The millennial brand is dead

The millennial brand is not just dead.

It’s been MURDERED in cold blood by Gen Z and their rejection of everything clean, curated, and cohesive.

The brands that dominated Instagram from 2010 to 2020? All built on relentless symmetry and an ultra-polished aesthetic? Now relics of a bygone era. TikTok user Crump defines millennial brands as those that operated under the principle that everything needed to be on brand.

The colour palette? Soft pastels, always. The fonts? Sans-serif, naturally. The mood? Soft yet aspirational, like the contents of a Sunday morning routine video shot in golden-hour lighting. It was a world where everything was smooth, minimalist, and aesthetically perfect. But today - ew.

So, why the shift?

Tastes have always cycled between embracing and rejecting industry-driven modernism. One era’s sleek, high-tech, mass-commercial aesthetic gives way to another era’s authenticity-obsessed rejection of it.

As Molly Fischer of The Cut put it, “furniture dealers joke that brown goes in and out with every generation.” Right now, Gen Z is calling the design shots. They're the ones ushering in a world of micro-fringe bangs, septum piercings, and an overall kinda ugly, low-budget aesthetic.

For millennials, this is a personal attack. We spent our entire adult lives curating our social media presence. We meticulously staged and styled our iced coffees, bookshelves, and brunch spreads. We Facetuned, we filtered, we made sure our selfies had fresh lighting.

For Gen-Z, it's a welcome change from the god-awful Blanding.

What’s driving this shift? After some digging, it’s clear that a combination of cultural forces have led to the demise of the millennial brand:

  • The value of authenticity – Gen Z craves raw, unfiltered reality. Nothing too polished, nothing too perfect.

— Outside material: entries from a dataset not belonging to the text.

//! S3 bucket provider implementation

use crate::error::{AwsError, Result};
use crate::settings::AwsSettings;
use async_trait::async_trait;
use aws_sdk_s3::Client;
use aws_sdk_s3::config::Credentials;
use aws_sdk_s3::error::{DisplayErrorContext, ProvideErrorMetadata, SdkError};
use aws_sdk_s3::types::{BucketLocationConstraint, CreateBucketConfiguration, Tag, Tagging};
use stackflow_cloud::{
    AuthStatus, CloudProvider, ProviderConfig, ProviderFactory, ResourceConfig, ResourceState,
    ResourceStatus,
};
use std::collections::BTreeMap;
use std::sync::Arc;

/// Configuration namespace served by this provider
pub const NAMESPACE: &str = "aws";

/// Resource type of an S3 bucket
pub const S3_BUCKET: &str = "s3-bucket";

const SUFFIX_LEN: usize = 7;

/// Builds [`S3Provider`]s from `aws:*` configuration
#[derive(Debug, Default, Clone, Copy)]
pub struct AwsProviderFactory;

impl AwsProviderFactory {
    pub fn new() -> Self {
        Self
    }
}

#[async_trait]
impl ProviderFactory for AwsProviderFactory {
    fn namespace(&self) -> &str {
        NAMESPACE
    }

    async fn configure(
        &self,
        config: ProviderConfig,
    ) -> stackflow_cloud::Result<Arc<dyn CloudProvider>> {
        let settings = AwsSettings::from_config(&config)?;
        Ok(Arc::new(S3Provider::new(settings).await))
    }
}

/// AWS provider managing S3 buckets
pub struct S3Provider {
    client: Client,
    settings: AwsSettings,
}

impl S3Provider {
    pub async fn new(settings: AwsSettings) -> Self {
        let mut loader = aws_config::defaults(aws_config::BehaviorVersion::latest())
            .region(aws_config::Region::new(settings.region.clone()));
        if let Some((access_key, secret_key)) = settings.static_credentials() {
            loader = loader.credentials_provider(Credentials::new(
                access_key,
                secret_key,
                None,
                None,
                "stackflow-config",
            ));
        }
        let sdk_config = loader.load().await;

        let mut builder =
            aws_sdk_s3::config::Builder::from(&sdk_config).force_path_style(settings.force_path_style);
        if let Some(endpoint) = &settings.s3_endpoint {
            tracing::debug!("Using S3 endpoint {}", endpoint);
            builder = builder.endpoint_url(endpoint);
        }

        Self {
            client: Client::from_conf(builder.build()),
            settings,
        }
    }

    pub fn settings(&self) -> &AwsSettings {
        &self.settings
    }

    pub fn client(&self) -> &Client {
        &self.client
    }

    /// State recorded for a bucket; create and read produce the same attributes
    fn bucket_state(&self, name: &str, region: &str, inputs: serde_json::Value) -> ResourceState {
        ResourceState::new(name, S3_BUCKET)
            .with_status(ResourceStatus::Ready)
            .with_inputs(inputs)
            .with_attribute("bucket", serde_json::json!(name))
            .with_attribute("arn", serde_json::json!(format!("arn:aws:s3:::{}", name)))
            .with_attribute("region", serde_json::json!(region))
            .with_attribute(
                "bucketDomainName",
                serde_json::json!(format!("{}.s3.amazonaws.com", name)),
            )
    }

    /// Region the bucket lives in, falling back to the recorded one when the
    /// location cannot be read
    async fn bucket_region(&self, current: &ResourceState) -> String {
        match self.client.get_bucket_location().bucket(&current.id).send().await {
            Ok(output) => region_from_constraint(output.location_constraint()),
            Err(e) => {
                tracing::debug!(
                    "GetBucketLocation {} failed, keeping recorded region: {}",
                    current.id,
                    DisplayErrorContext(&e)
                );
                self.recorded_region(current)
            }
        }
    }

    fn recorded_region(&self, current: &ResourceState) -> String {
        current
            .get_attribute::<String>("region")
            .unwrap_or_else(|| self.settings.region.clone())
    }

    async fn put_tags(&self, name: &str, tags: &BTreeMap<String, String>) -> Result<()> {
        if tags.is_empty() {
            self.client
                .delete_bucket_tagging()
                .bucket(name)
                .send()
                .await
                .map_err(|e| request_error("DeleteBucketTagging", name, e))?;
            return Ok(());
        }

        let tag_set = tags
            .iter()
            .map(|(key, value)| {
                Tag::builder()
                    .key(key)
                    .value(value)
                    .build()
                    .map_err(|e| AwsError::InvalidConfig(format!("tag {}: {}", key, e)))
            })
            .collect::<Result<Vec<_>>>()?;
        let tagging = Tagging::builder()
            .set_tag_set(Some(tag_set))
            .build()
            .map_err(|e| AwsError::InvalidConfig(e.to_string()))?;

        self.client
            .put_bucket_tagging()
            .bucket(name)
            .tagging(tagging)
            .send()
            .await
            .map_err(|e| request_error("PutBucketTagging", name, e))?;
        Ok(())
    }

    /// Delete every object so the bucket itself can be deleted
    async fn empty_bucket(&self, name: &str) -> Result<usize> {
        let mut deleted = 0;
        let mut token: Option<String> = None;
        loop {
            let page = self
                .client
                .list_objects_v2()
                .bucket(name)
                .set_continuation_token(token.take())
                .send()
                .await
                .map_err(|e| request_error("ListObjectsV2", name, e))?;

            for object in page.contents() {
                if let Some(key) = object.key() {
                    self.client
                        .delete_object()
                        .bucket(name)
                        .key(key)
                        .send()
                        .await
                        .map_err(|e| request_error("DeleteObject", name, e))?;
                    deleted += 1;
                }
            }

            if page.is_truncated() == Some(true) {
                token = page.next_continuation_token().map(str::to_string);
            }
            if token.is_none() {
                break;
            }
        }
        Ok(deleted)
    }

    async fn create_bucket(&self, name: &str, desired: &BucketInputs) -> Result<()> {
        tracing::info!("Creating S3 bucket {} in {}", name, self.settings.region);

        let mut request = self.client.create_bucket().bucket(name);
        // us-east-1 rejects an explicit location constraint
        if self.settings.region != "us-east-1" {
            request = request.create_bucket_configuration(
                CreateBucketConfiguration::builder()
                    .location_constraint(BucketLocationConstraint::from(
                        self.settings.region.as_str(),
                    ))
                    .build(),
            );
        }
        request
            .send()
            .await
            .map_err(|e| AwsError::CreationFailed(format!("{}: {}", name, DisplayErrorContext(&e))))?;

        if !desired.tags.is_empty() {
            self.put_tags(name, &desired.tags).await?;
        }
        Ok(())
    }

    async fn delete_bucket(&self, name: &str, force_destroy: bool) -> Result<()> {
        if force_destroy {
            let deleted = self.empty_bucket(name).await?;
            if deleted > 0 {
                tracing::info!("Deleted {} object(s) from {}", deleted, name);
            }
        }

        tracing::info!("Deleting S3 bucket {}", name);
        match self.client.delete_bucket().bucket(name).send().await {
            Ok(_) => Ok(()),
            Err(e) if error_code(&e) == Some("NoSuchBucket") => {
                tracing::debug!("Bucket {} already gone", name);
                Ok(())
            }
            Err(e) => Err(AwsError::DeletionFailed(format!(
                "{}: {}",
                name,
                DisplayErrorContext(&e)
            ))),
        }
    }
}

#[async_trait]
impl CloudProvider for S3Provider {
    fn name(&self) -> &str {
        NAMESPACE
    }

    fn display_name(&self) -> &str {
        "AWS"
    }

    async fn check_auth(&self) -> stackflow_cloud::Result<AuthStatus> {
        if self.settings.skip_credentials_validation {
            return Ok(AuthStatus::ok(format!(
                "credentials not validated ({})",
                self.settings.region
            )));
        }

        match self.client.list_buckets().send().await {
            Ok(_) if self.settings.skip_requesting_account_id => {
                Ok(AuthStatus::ok(self.settings.region.clone()))
            }
            Ok(output) => Ok(AuthStatus::ok(
                output
                    .owner()
                    .and_then(|o| o.id())
                    .unwrap_or(self.settings.region.as_str())
                    .to_string(),
            )),
            Err(e) => Ok(AuthStatus::failed(DisplayErrorContext(&e).to_string())),
        }
    }

    async fn read(&self, current: &ResourceState) -> stackflow_cloud::Result<Option<ResourceState>> {
        tracing::debug!("Reading S3 bucket {}", current.id);
        match self.client.head_bucket().bucket(&current.id).send().await {
            Ok(_) => {
                let region = self.bucket_region(current).await;
                Ok(Some(self.bucket_state(&current.id, &region, current.inputs.clone())))
            }
            Err(e) if is_missing(&e) => Ok(None),
            Err(e) => Err(request_error("HeadBucket", &current.id, e).into()),
        }
    }

    async fn create(&self, desired: &ResourceConfig) -> stackflow_cloud::Result<ResourceState> {
        let inputs = BucketInputs::from_resource(desired)?;
        let name = match &inputs.bucket {
            Some(name) => name.clone(),
            None => generated_name(&desired.id),
        };
        validate_bucket_name(&name)?;

        self.create_bucket(&name, &inputs).await?;
        Ok(self.bucket_state(&name, &self.settings.region, desired.config.clone()))
    }

    async fn update(
        &self,
        desired: &ResourceConfig,
        current: &ResourceState,
    ) -> stackflow_cloud::Result<ResourceState> {
        let inputs = BucketInputs::from_resource(desired)?;

        // Bucket names are immutable: a new explicit name replaces the bucket
        if let Some(name) = inputs.bucket.as_deref().filter(|n| *n != current.id) {
            validate_bucket_name(name)?;
            self.create_bucket(name, &inputs).await?;
            let previous = BucketInputs::from_state(current)?;
            self.delete_bucket(&current.id, previous.force_destroy).await?;
            return Ok(self.bucket_state(name, &self.settings.region, desired.config.clone()));
        }

        let previous = BucketInputs::from_state(current)?;
        if previous.tags != inputs.tags {
            tracing::info!("Updating tags of S3 bucket {}", current.id);
            self.put_tags(&current.id, &inputs.tags).await?;
        }
        let region = self.recorded_region(current);
        Ok(self.bucket_state(&current.id, &region, desired.config.clone()))
    }

    async fn delete(&self, current: &ResourceState) -> stackflow_cloud::Result<()> {
        let inputs = BucketInputs::from_state(current)?;
        self.delete_bucket(&current.id, inputs.force_destroy).await?;
        Ok(())
    }
}

/// Inputs accepted by an `s3-bucket` resource
#[derive(Debug, Clone, Default, PartialEq, Eq, serde::Deserialize)]
#[serde(rename_all = "camelCase")]
struct BucketInputs {
    #[serde(default)]
    bucket: Option<String>,
    #[serde(default)]
    tags: BTreeMap<String, String>,
    #[serde(default)]
    force_destroy: bool,
}

impl BucketInputs {
    fn from_value(value: &serde_json::Value) -> Result<Self> {
        if value.is_null() {
            return Ok(Self::default());
        }
        Ok(serde_json::from_value(value.clone())?)
    }

    fn from_resource(resource: &ResourceConfig) -> Result<Self> {
        if resource.resource_type != S3_BUCKET {
            return Err(AwsError::InvalidConfig(format!(
                "unsupported resource type: {}",
                resource.resource_type
            )));
        }
        Self::from_value(&resource.config)
    }

    fn from_state(state: &ResourceState) -> Result<Self> {
        Self::from_value(&state.inputs)
    }
}

/// `<logical-id>-<7 hex chars>`, lowercased to satisfy S3 naming rules
fn generated_name(id: &str) -> String {
    let suffix = uuid::Uuid::new_v4().simple().to_string();
    format!("{}-{}", id.to_ascii_lowercase(), &suffix[..SUFFIX_LEN])
}

fn validate_bucket_name(name: &str) -> Result<()> {
    let invalid = |reason: &str| AwsError::InvalidBucketName {
        name: name.to_string(),
        reason: reason.to_string(),
    };

    if !(3..=63).contains(&name.len()) {
        return Err(invalid("must be between 3 and 63 characters"));
    }
    if !name
        .chars()
        .all(|c| c.is_ascii_lowercase() || c.is_ascii_digit() || c == '-' || c == '.')
    {
        return Err(invalid(
            "only lowercase letters, digits, '-' and '.' are allowed",
        ));
    }
    let first = name.chars().next().unwrap_or('-');
    let last = name.chars().last().unwrap_or('-');
    if !first.is_ascii_alphanumeric() || !last.is_ascii_alphanumeric() {
        return Err(invalid("must begin and end with a letter or digit"));
    }
    if name.contains("..") {
        return Err(invalid("must not contain consecutive periods"));
    }
    Ok(())
}

/// GetBucketLocation reports us-east-1 as an empty constraint and the
/// legacy `EU` value for eu-west-1
fn region_from_constraint(constraint: Option<&BucketLocationConstraint>) -> String {
    match constraint.map(BucketLocationConstraint::as_str) {
        None | Some("") => "us-east-1".to_string(),
        Some("EU") => "eu-west-1".to_string(),
        Some(region) => region.to_string(),
    }
}

fn error_code<E: ProvideErrorMetadata, R>(err: &SdkError<E, R>) -> Option<&str> {
    err.as_service_error().and_then(|e| e.code())
}

fn is_missing<R>(err: &SdkError<aws_sdk_s3::operation::head_bucket::HeadBucketError, R>) -> bool
where
    R: std::fmt::Debug,
{
    if err.as_service_error().is_some_and(|e| e.is_not_found()) {
        return true;
    }
    matches!(error_code(err), Some("NoSuchBucket" | "NotFound"))
}

fn request_error<E, R>(operation: &str, bucket: &str, err: SdkError<E, R>) -> AwsError
where
    E: std::error::Error + 'static,
    R: std::fmt::Debug,
{
    AwsError::Request(format!(
        "{} {}: {}",
        operation,
        bucket,
        DisplayErrorContext(&err)
    ))
}
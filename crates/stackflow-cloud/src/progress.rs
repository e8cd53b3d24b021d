//! Progress reporting for long running stack operations
//!
//! Operations push human readable lines into a [`ProgressSink`]. Sinks are
//! purely observational: a sink that fails to write drops the line.

use std::io::Write;
use std::sync::{Arc, Mutex};

/// Destination for progress text
pub trait ProgressSink: Send {
    fn emit(&mut self, line: &str);
}

/// Writes each line to an `io::Write` (stdout, a file, ...)
pub struct WriterSink<W: Write + Send> {
    writer: W,
}

impl<W: Write + Send> WriterSink<W> {
    pub fn new(writer: W) -> Self {
        Self { writer }
    }
}

impl WriterSink<std::io::Stdout> {
    pub fn stdout() -> Self {
        Self::new(std::io::stdout())
    }
}

impl<W: Write + Send> ProgressSink for WriterSink<W> {
    fn emit(&mut self, line: &str) {
        let _ = writeln!(self.writer, "{}", line);
        let _ = self.writer.flush();
    }
}

/// Forwards progress to `tracing` at info level
#[derive(Debug, Default)]
pub struct TracingSink;

impl ProgressSink for TracingSink {
    fn emit(&mut self, line: &str) {
        tracing::info!(target: "stackflow::progress", "{}", line);
    }
}

/// Discards progress
#[derive(Debug, Default)]
pub struct NullSink;

impl ProgressSink for NullSink {
    fn emit(&mut self, _line: &str) {}
}

/// Keeps every line in memory; clones share the same buffer
#[derive(Debug, Clone, Default)]
pub struct BufferSink {
    lines: Arc<Mutex<Vec<String>>>,
}

impl BufferSink {
    pub fn new() -> Self {
        Self::default()
    }

    pub fn lines(&self) -> Vec<String> {
        self.lines.lock().map(|l| l.clone()).unwrap_or_default()
    }

    pub fn contains(&self, needle: &str) -> bool {
        self.lines().iter().any(|l| l.contains(needle))
    }
}

impl ProgressSink for BufferSink {
    fn emit(&mut self, line: &str) {
        if let Ok(mut lines) = self.lines.lock() {
            lines.push(line.to_string());
        }
    }
}

/// Sends every line to several sinks
#[derive(Default)]
pub struct FanoutSink {
    sinks: Vec<Box<dyn ProgressSink>>,
}

impl FanoutSink {
    pub fn new() -> Self {
        Self::default()
    }

    pub fn with(mut self, sink: impl ProgressSink + 'static) -> Self {
        self.sinks.push(Box::new(sink));
        self
    }
}

impl ProgressSink for FanoutSink {
    fn emit(&mut self, line: &str) {
        for sink in &mut self.sinks {
            sink.emit(line);
        }
    }
}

  • Perfectionist fatigue – We were exhausted from curating our every move. Gen Z would rather post something unhinged than overly edited.

  • The death of “trying too hard” – Effortlessness is cool. Effort is cringe. Or maybe more, looking like you put in effort is cringe and putting in effort to look effortless isn’t? Idk.

  • TikTok + microtrends – Rapid trend cycles mean long-term brand identities are harder to maintain. Chaos reigns.

  • Residual pandemic trauma – YOLO. There are no style, design, or fashion rules anymore. Comfort rules.

  • Anti-capitalism – The curated influencer aesthetic screams “selling you something.” Gen Z isn’t buying it—literally or figuratively.

The rejection of the millennial brand isn’t actually about aesthetics—it’s about power and identity. Millennials came of age in a world where personal branding wasn’t just encouraged; it was expected. Social media rewarded cohesion and a polished image.

The clean-girl aesthetic, the Glossier glow, the perfectly arranged avo-toast—these weren’t just trends. They were survival tactics in a gig economy where looking like you had it all together was part of professional success.

Gen Z, on the other hand, grew up in a world where that perfectionism looked fake, exhausting, and—perhaps worst of all—capitalist.

Their rebellion is about the rejection of the idea that your worth is tied to how brandable you are. Hence the rise of chaotic posting, blurry selfies, and aggressively anti-aesthetic fashion. It’s a cultural shift from aspiration to identification. Brands are no longer something to look up to; they’re something to align with, mock, remix, or reject entirely.

And let’s not forget the final nail in the coffin: the rejection of minimalism, hyper-organisation, and monochrome aesthetics. You've seen the likes, popularised by brands like Yeezy and Skims. Clutter, chaos, and personality are in. Kim's pristine snack drawers? A museum piece for an era that’s over.

What’s Next?

Millennial brands thrived in a world where looking expensive, streamlined, and polished was the goal. That era is done. Brands that want to stay relevant need to embrace the mess—imperfection, humour, personality. Less curation, more chaos. Less branding, more raw connection.

The millennial brand had a good run. But it’s time to move on. Rest in peace queen.